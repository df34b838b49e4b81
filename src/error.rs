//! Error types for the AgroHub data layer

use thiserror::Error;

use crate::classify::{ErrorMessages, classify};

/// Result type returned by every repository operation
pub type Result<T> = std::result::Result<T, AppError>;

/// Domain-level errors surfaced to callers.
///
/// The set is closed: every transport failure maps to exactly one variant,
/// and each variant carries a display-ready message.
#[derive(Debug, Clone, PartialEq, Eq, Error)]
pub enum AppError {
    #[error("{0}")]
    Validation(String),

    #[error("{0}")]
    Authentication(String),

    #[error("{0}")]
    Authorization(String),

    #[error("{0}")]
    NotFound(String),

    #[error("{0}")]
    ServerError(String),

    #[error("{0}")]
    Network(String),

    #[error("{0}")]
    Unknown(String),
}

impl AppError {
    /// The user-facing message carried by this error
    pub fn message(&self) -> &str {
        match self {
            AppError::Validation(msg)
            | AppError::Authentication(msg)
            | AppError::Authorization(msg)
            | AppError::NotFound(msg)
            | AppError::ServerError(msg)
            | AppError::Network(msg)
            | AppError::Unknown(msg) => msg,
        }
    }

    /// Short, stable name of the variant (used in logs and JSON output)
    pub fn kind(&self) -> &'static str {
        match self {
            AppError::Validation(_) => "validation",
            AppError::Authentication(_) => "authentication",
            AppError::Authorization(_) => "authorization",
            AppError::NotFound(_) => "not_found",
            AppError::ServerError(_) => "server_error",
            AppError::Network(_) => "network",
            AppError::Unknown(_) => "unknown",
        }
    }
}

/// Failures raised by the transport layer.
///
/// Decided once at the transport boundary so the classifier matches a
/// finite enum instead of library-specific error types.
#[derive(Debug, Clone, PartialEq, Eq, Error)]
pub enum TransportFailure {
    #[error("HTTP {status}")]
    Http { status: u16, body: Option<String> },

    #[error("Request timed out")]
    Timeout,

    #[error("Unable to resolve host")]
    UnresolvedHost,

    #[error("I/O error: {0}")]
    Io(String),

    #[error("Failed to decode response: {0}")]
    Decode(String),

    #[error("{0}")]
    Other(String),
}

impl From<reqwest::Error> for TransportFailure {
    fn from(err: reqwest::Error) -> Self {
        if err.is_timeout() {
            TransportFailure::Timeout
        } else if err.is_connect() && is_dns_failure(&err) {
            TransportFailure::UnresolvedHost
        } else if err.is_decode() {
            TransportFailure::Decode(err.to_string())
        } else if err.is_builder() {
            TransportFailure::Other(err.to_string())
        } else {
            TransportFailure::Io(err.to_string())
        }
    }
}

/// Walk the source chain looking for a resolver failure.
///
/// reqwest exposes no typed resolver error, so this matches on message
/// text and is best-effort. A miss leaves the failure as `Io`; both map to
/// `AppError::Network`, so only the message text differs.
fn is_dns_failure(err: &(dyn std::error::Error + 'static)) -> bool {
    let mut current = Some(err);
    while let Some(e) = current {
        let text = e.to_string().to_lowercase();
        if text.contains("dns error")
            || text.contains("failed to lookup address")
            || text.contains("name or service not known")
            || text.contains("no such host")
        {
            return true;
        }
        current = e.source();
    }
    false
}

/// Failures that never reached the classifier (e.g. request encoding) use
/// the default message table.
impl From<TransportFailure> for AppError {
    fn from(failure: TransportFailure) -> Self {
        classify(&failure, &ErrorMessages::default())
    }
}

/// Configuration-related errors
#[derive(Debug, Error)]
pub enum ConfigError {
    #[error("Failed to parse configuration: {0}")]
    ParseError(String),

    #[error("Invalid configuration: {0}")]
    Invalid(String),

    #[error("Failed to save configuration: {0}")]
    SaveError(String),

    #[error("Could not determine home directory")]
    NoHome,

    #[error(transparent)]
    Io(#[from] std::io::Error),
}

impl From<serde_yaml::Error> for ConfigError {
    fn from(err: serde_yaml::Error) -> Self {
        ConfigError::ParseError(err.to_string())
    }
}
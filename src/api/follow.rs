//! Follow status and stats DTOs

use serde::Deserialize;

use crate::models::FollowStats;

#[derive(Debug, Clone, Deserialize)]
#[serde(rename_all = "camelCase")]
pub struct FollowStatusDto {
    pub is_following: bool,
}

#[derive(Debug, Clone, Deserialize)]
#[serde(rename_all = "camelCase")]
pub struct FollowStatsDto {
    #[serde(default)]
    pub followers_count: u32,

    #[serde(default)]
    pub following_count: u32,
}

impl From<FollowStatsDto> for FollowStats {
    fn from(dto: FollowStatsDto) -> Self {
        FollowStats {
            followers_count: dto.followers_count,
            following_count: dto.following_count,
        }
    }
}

*****

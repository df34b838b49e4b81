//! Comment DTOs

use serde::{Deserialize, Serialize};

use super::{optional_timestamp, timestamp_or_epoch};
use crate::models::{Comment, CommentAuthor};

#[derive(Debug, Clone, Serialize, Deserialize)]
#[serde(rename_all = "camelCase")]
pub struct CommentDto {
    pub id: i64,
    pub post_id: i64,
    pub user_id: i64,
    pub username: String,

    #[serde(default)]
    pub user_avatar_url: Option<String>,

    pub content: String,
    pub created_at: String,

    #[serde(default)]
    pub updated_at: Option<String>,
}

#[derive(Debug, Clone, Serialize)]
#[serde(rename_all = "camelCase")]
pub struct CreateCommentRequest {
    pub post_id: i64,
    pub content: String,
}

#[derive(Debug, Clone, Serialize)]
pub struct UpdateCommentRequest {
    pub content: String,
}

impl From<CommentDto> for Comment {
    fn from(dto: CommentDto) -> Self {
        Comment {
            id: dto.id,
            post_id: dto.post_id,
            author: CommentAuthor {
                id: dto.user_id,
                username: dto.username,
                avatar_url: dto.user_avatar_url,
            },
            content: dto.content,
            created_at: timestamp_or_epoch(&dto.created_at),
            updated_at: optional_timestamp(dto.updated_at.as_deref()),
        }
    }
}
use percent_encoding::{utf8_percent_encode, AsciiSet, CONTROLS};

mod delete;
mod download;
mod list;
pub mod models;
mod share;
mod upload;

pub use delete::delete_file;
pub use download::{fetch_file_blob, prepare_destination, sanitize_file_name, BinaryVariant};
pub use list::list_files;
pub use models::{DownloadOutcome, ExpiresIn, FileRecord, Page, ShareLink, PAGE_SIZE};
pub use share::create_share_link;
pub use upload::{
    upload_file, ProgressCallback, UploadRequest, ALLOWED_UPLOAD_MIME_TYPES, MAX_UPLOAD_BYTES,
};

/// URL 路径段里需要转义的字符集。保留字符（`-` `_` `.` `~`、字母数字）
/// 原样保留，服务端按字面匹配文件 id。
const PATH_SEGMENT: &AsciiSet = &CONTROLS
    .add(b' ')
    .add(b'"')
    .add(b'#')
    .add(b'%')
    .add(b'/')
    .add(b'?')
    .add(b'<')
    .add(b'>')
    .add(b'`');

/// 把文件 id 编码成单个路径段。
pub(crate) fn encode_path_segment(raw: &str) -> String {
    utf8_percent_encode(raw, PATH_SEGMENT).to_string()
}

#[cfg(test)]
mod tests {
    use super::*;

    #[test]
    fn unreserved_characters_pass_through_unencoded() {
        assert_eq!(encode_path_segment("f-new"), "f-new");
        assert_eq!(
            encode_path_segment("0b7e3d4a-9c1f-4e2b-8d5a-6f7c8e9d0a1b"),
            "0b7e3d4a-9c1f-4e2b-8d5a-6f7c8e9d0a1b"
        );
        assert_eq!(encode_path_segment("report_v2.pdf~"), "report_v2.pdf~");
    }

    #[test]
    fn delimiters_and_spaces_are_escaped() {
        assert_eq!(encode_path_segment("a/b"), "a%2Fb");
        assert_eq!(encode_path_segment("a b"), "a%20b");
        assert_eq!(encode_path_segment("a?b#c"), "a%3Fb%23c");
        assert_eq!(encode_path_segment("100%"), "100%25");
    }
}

*****

Within the records, filter for lines that contain the word "impl" and show each one.

● Response to the task:
impl AppError {
impl From<reqwest::Error> for TransportFailure {
impl From<TransportFailure> for AppError {
impl From<serde_yaml::Error> for ConfigError {
impl From<FollowStatsDto> for FollowStats {
impl From<CommentDto> for Comment {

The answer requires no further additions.